Once you find the line with "no such module." in the data that follows, repeat it and every line after it exactly, through the line with "exist, as opposed".

———

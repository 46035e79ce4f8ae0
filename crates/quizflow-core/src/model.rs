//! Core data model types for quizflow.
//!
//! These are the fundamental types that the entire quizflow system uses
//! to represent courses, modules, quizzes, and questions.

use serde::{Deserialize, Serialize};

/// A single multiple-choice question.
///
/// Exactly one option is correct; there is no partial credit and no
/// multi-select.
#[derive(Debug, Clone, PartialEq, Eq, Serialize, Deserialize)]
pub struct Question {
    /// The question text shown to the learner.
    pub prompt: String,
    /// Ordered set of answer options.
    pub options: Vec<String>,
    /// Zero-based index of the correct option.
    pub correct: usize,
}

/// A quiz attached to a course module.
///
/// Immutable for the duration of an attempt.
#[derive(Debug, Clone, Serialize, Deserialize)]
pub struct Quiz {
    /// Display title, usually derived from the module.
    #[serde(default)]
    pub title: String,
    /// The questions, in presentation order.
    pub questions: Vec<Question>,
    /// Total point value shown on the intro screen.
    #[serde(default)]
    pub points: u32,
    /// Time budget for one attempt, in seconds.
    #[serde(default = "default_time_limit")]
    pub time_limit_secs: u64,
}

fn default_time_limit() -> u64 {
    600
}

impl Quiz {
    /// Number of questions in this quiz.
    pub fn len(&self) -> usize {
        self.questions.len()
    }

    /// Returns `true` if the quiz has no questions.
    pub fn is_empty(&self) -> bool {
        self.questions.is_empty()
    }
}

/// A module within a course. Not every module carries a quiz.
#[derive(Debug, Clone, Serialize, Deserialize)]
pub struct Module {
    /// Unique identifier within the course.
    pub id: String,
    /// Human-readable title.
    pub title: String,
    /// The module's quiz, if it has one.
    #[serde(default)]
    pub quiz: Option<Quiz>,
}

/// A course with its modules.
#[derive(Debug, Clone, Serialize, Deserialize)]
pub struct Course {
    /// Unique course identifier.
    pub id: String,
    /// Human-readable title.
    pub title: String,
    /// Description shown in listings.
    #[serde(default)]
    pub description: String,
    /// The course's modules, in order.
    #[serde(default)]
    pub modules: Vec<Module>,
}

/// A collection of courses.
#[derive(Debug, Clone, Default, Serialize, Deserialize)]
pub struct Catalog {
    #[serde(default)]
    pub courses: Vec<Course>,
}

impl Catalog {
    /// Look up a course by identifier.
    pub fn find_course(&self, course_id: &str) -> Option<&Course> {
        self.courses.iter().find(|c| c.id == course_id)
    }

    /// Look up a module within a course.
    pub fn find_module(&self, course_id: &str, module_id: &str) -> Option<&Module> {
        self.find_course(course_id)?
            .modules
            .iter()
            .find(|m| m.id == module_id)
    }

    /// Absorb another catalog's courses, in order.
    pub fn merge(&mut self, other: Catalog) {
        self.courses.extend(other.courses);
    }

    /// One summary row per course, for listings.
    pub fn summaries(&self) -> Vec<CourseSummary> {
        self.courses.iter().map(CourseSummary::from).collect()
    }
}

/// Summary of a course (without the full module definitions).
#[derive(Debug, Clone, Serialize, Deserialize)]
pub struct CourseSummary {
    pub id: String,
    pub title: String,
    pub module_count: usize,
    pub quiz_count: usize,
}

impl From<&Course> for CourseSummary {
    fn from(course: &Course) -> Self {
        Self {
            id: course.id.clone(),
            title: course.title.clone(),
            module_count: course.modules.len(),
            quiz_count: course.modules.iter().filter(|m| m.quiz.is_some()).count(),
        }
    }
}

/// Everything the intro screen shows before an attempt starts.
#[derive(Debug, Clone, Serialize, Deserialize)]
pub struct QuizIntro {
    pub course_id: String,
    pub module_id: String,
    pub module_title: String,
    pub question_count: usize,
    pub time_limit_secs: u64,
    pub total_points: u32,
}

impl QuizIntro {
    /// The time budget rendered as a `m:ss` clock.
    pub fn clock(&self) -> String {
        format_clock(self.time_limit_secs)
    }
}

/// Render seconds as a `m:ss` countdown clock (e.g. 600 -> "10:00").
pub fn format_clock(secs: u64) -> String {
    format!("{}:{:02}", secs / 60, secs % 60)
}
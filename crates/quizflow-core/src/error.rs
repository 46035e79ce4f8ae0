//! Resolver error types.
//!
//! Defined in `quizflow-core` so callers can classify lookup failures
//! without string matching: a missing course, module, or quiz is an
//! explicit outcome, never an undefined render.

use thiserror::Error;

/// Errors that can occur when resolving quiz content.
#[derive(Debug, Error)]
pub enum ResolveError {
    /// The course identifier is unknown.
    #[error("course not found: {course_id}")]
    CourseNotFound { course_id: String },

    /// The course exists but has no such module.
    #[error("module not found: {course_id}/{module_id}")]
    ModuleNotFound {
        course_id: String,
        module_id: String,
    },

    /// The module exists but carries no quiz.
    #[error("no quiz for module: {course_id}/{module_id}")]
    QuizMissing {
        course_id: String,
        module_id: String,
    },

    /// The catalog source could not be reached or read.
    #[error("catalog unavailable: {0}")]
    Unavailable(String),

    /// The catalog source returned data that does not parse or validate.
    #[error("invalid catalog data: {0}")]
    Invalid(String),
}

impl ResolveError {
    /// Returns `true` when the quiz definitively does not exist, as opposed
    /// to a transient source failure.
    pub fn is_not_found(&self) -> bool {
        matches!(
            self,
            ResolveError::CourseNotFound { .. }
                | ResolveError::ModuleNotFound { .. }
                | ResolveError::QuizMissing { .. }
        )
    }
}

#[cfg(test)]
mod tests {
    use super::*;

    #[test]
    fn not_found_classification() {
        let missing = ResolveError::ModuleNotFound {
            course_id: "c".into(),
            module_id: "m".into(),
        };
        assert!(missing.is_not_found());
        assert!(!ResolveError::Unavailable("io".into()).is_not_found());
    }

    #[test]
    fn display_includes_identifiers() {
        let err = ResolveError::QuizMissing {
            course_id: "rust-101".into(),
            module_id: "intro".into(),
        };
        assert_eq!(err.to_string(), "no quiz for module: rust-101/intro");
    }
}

———

EXERCISE RESPONSE
    /// The course exists but has no such module.
    #[error("module not found: {course_id}/{module_id}")]
    ModuleNotFound {
        course_id: String,
        module_id: String,
    },

    /// The module exists but carries no quiz.
    #[error("no quiz for module: {course_id}/{module_id}")]
    QuizMissing {
        course_id: String,
        module_id: String,
    },

    /// The catalog source could not be reached or read.
    #[error("catalog unavailable: {0}")]
    Unavailable(String),

    /// The catalog source returned data that does not parse or validate.
    #[error("invalid catalog data: {0}")]
    Invalid(String),
}

impl ResolveError {
    /// Returns `true` when the quiz definitively does not exist, as opposed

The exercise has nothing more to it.